Review granted at 123 Wn.2d 1025 (1994).

NOTES

[1] Error is assigned to the following:

Finding of fact 15:

"[The September 11 and September 13, 1989, letters] do not contain all of the essential elements of a contract for the sale of real property."

Finding of fact 16:

"The letter of September 11, 1989 ... contemplated a promissory note, and the necessary terms of such note were not set forth or agreed to."

Finding of fact 21:

"[The September letters] do not reflect material terms upon which the parties would finally agree."

Conclusion of law 1:

"The parties did not agree on all the necessary material terms to create a contract for the sale of land."

Conclusion of law 2:

"The minds of the parties did not meet with respect to all of the essential elements of a contract for the sale of land."

Conclusion of law 3:

"[The September letters] did not address all material and essential terms of a contract for the sale of real property."

Conclusion of law 4:

"[The September letters] did not contain all the necessary terms to be agreed upon to form a binding contract between the parties for the sale of real property."

Conclusion of law 5:

"[The September letters] were not sufficiently definite to create legal obligations between the parties."

Conclusion of law 6:

"The elements which are essential to a contract for the sale of land in an action for damages for breach were not addressed by [the September letters]."

Conclusion of law 7:

"The elements which are essential to a contract for the sale of land in an action for specific performance were not addressed by the correspondence between Paul Krefting and Marvin Hamilton."

[2] "A mistake is a belief not in accord with the facts." Simonson v. Fendell, 101 Wn.2d 88, 91, 675 P.2d 1218 (1984) (citing Restatement (Second) of Contracts § 151 (1981)). The property descriptions in the September letters expressed no belief contrary to fact.

[3] Paragraph 6 of the Sea-Van complaint stated that Sea-Van entered into negotiations with the Hellyers and the Hamiltons for "the following two 10 acre parcels of land, which are legally described below ...". The legal descriptions followed in full. The defendants' answer admitted Sea-Van's legal descriptions in paragraph 6.
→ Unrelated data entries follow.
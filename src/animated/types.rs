// SPDX-License-Identifier: MPL-2.0

//! Core types for decoded animations.

use std::time::Duration;

use super::DecodeError;
use crate::geometry::{Point, Size};

/// Display time used when a frame declares a zero delay.
pub(crate) const FALLBACK_FRAME_DELAY: Duration = Duration::from_millis(100);

/// GIF delays are stored in hundredths of a second.
pub(crate) const DELAY_UNIT_MS: u64 = 10;

/// A single decoded frame. Pixels are premultiplied BGRA covering only the
/// frame's own rectangle within the canvas.
#[derive(Clone, Debug)]
pub struct DecodedFrame {
    pub pixels: Vec<u8>,
    pub origin: Point,
    pub size: Size,
    /// Delay as declared by the file; may be zero.
    pub delay: Duration,
}

impl DecodedFrame {
    /// How long this frame stays on screen once drawn.
    #[must_use]
    pub fn interval(&self) -> Duration {
        if self.delay.is_zero() {
            FALLBACK_FRAME_DELAY
        } else {
            self.delay
        }
    }
}

/// A fully decoded animation. Immutable after construction.
#[derive(Clone, Debug)]
pub struct AnimatedImage {
    size: Size,
    frames: Vec<DecodedFrame>,
}

impl AnimatedImage {
    /// Build an animation from its logical canvas size and frames.
    ///
    /// # Errors
    ///
    /// Fails if there are no frames, the canvas is empty, or a frame's pixel
    /// buffer does not match its rectangle.
    pub fn new(size: Size, frames: Vec<DecodedFrame>) -> Result<Self, DecodeError> {
        if frames.is_empty() {
            return Err(DecodeError::NoFrames);
        }
        if size.is_empty() {
            return Err(DecodeError::EmptyCanvas);
        }
        if let Some((index, frame)) = frames
            .iter()
            .enumerate()
            .find(|(_, frame)| frame.pixels.len() != frame.size.byte_len())
        {
            return Err(DecodeError::FrameLength {
                index,
                expected: frame.size.byte_len(),
                actual: frame.pixels.len(),
            });
        }

        Ok(Self { size, frames })
    }

    #[must_use]
    pub fn size(&self) -> Size {
        self.size
    }

    #[must_use]
    pub fn frames(&self) -> &[DecodedFrame] {
        &self.frames
    }

    #[must_use]
    pub fn frame_count(&self) -> usize {
        self.frames.len()
    }
}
[4] We note a similar approach with respect to the statute of frauds for the sale of goods under the Uniform Commercial Code. A contract is valid "if the party against whom enforcement is sought admits in his pleading, testimony or otherwise in court that a contract for sale was made ...". RCW 62A.2-201(3)(b).

[5] See also Klinke v. Famous Recipe Fried Chicken, 94 Wn.2d 255, 616 P.2d 644 (1980) (a party may not defend on the statute of frauds if that party has breached his oral promise to reduce a contract to writing when the other party relied on the promise to his detriment).